Anticonvulsant activity of a mGlu 4α receptor selective agonist, (1 S,3 R,4 S)-1-aminocyclopentane-1,2,4-tricarboxylic acid

Abstract

The metabotropic Group III agonist, (1 S,3 R,4 S)-1-aminocyclopentane-1,2,4-tricarboxylic acid (ACPT-1), selective for the mGlu 4α receptor, suppresses sound-induced seizures in DBA/2 mice following its intracerebroventricular (i.c.v.) administration (ED 50 5.6 [2.9–10.7], nmol i.c.v., 15 min, clonic phase) and in genetically epilepsy-prone (GEP) rats following focal administration into the inferior colliculus (ED 50 0.08 [0.01–0.50], nmol, 60 min, clonic phase).
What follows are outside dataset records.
//! Core types shared by the unidip crates
//!
//! This crate holds the pieces every other crate in the workspace needs:
//!
//! - [`Error`] and [`Result`]: the single error surface for malformed input
//!   and unusable parameters
//! - [`utils`]: sorting and deduplication of raw samples
//! - [`math`]: the standard normal quantile function used by fixtures

pub mod error;
pub mod math;
pub mod utils;

pub use error::{Error, Result};
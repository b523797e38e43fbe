//! Dip test behavior on known distributions

use rand::prelude::*;
use rand_distr::Normal;
use unidip_core::math::normal::quantile_grid;
use unidip_dip::*;

fn bimodal_grid() -> Vec<f64> {
    let mut data = quantile_grid(100, 0.0, 1.0);
    data.extend(quantile_grid(100, 8.0, 1.0));
    data
}

#[test]
fn test_single_spike_histogram_is_not_significant() {
    let ecdf = Ecdf::from_counts(&[1.0, 1.0, 1.0, 50.0, 1.0, 1.0, 1.0]).unwrap();

    for seed in 0..5 {
        let sample_null = dip_test(&ecdf, 100, Some(seed));
        assert!(
            sample_null.p_value.unwrap() > 0.05,
            "seed {}: {}",
            seed,
            sample_null
        );

        let mut rng = StdRng::seed_from_u64(seed);
        let histogram_null = SignificanceTester::new(100)
            .with_null_model(NullModel::UniformHistogram)
            .test(&ecdf, &mut rng);
        assert!(histogram_null.p_value.unwrap() > 0.05);
    }
}

#[test]
fn test_separated_grids_are_significant() {
    let ecdf = Ecdf::from_sample(&bimodal_grid()).unwrap();
    let result = dip_test(&ecdf, 100, Some(3));

    println!("bimodal grid: {}", result);
    assert!(result.dip > 0.1);
    assert_eq!(result.p_value, Some(1.0 / 101.0));
    assert!(result.is_significant(0.05));
}

#[test]
fn test_single_normal_grid_is_not_significant() {
    let ecdf = Ecdf::from_sample(&quantile_grid(200, 5.0, 2.0)).unwrap();
    let result = dip_test(&ecdf, 100, Some(3));

    println!("unimodal grid: {}", result);
    assert!(result.dip < 0.01);
    assert!(!result.is_significant(0.05));
}

#[test]
fn test_random_bimodal_sample() {
    let mut rng = StdRng::seed_from_u64(42);
    let left = Normal::new(-5.0, 1.0).unwrap();
    let right = Normal::new(5.0, 1.0).unwrap();
    let mut data: Vec<f64> = (0..150).map(|_| left.sample(&mut rng)).collect();
    data.extend((0..150).map(|_| right.sample(&mut rng)));

    let ecdf = Ecdf::from_sample(&data).unwrap();
    let result = dip_test(&ecdf, 100, Some(42));
    assert!(result.is_significant(0.05), "{}", result);
}

#[test]
fn test_full_result_carries_ecdf_and_bounds() {
    let data = bimodal_grid();
    let result = compute_dip(&data, None).unwrap();

    assert_eq!(result.ecdf.len(), data.len());
    let (start, end) = result.modal_bounds;
    assert!(start <= end);
    assert_eq!(start, result.ecdf.support()[result.modal_interval.lo]);
    assert_eq!(end, result.ecdf.support()[result.modal_interval.hi]);
    assert!(!result.envelopes.gcm.is_empty());
}

#[test]
fn test_unsorted_histogram_matches_sorted() {
    let support = [0.0, 1.0, 2.0, 3.0, 4.0, 5.0];
    let sorted = compute_dip(&support, Some(&[5.0, 1.0, 1.0, 1.0, 1.0, 5.0])).unwrap();
    let shuffled_support = [3.0, 0.0, 5.0, 1.0, 4.0, 2.0];
    let shuffled = compute_dip(&shuffled_support, Some(&[1.0, 5.0, 5.0, 1.0, 1.0, 1.0])).unwrap();
    assert_eq!(sorted.dip, shuffled.dip);
    assert_eq!(sorted.modal_interval, shuffled.modal_interval);
}

#[test]
fn test_critical_values_rank_observed_dips() {
    let mut rng = StdRng::seed_from_u64(11);
    let uniform = rand_distr::Uniform::new(0.0, 1.0);
    let critical = critical_values(&uniform, &[0.5, 0.99], 200, 50, &mut rng).unwrap();

    let bimodal = Ecdf::from_sample(&bimodal_grid()).unwrap();
    assert!(dip_statistic(&bimodal) > critical[1]);
}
ACPT-1 also protects against clonic seizures induced in DBA/2 mice by the Group I agonist, ( RS)-3,5-dihydroxyphenylglycine (3,5-DHPG) (ED 50 0.60 [0.29–1.2], nmol i.c.v.) and by the Group III antagonist, ( RS)-α-methylserine- O-phosphate (MSOP) (ED 50 49.3 [37.9–64.1], nmol i.c.v.). Another Group III agonist, ( RS)-4-phosphonophenyl-glycine (PPG), preferentially activating the mGlu 8 receptor, previously shown to protect against sound-induced seizures in DBA/2 mice and GEP rats, also protects against seizures induced in DBA/2 by 3,5-DHPG (ED 50 3.7 [2.4–5.7], nmol i.c.v.) and by the Group III antagonist, MSOP (ED 50 40.2 [21.0–77.0], nmol i.c.v.). At very high doses (500 nmol i.c.v. and above), Group III antagonists have pro-convulsant and convulsant activity. The anticonvulsant protection against sound-induced seizures in DBA/2 mice provided by a fully protective dose (20 nmol, i.c.v.) of the mGlu 4 receptor agonist ACPT-1, is partially reversed by the co-administration of the Group III antagonists, MSOP, ( RS)-α-methyl-4-phosphonophenylglycine (MPPG) or ( S)-2-amino-2-methyl-4-phosphonobutanoic acid (MAP4), in the 20–50 nmol dose range. At doses of 50–200 nmol, MPPG and MAP4 cause further reversal of the ACPT-1 anticonvulsant protection, while the MSOP effect on ACPT-1 protection is abolished at higher doses. In contrast, the anticonvulsant protection against sound-induced seizures in DBA/2 mice provided by a fully protective dose (20 nmol, i.c.v.) of the mGlu 8 receptor agonist PPG, is not significantly affected by the co-administration of the same Group III antagonists, MSOP, MPPG or MAP4. We conclude that activation of either mGlu 4α or mGlu 8 receptors confer anticonvulsant protection in DBA/2 mice. Furthermore, the metabotropic Group III receptor antagonists, MSOP, MPPG, and MAP4 appear to be functionally selective for the mGlu 4 receptor in this system.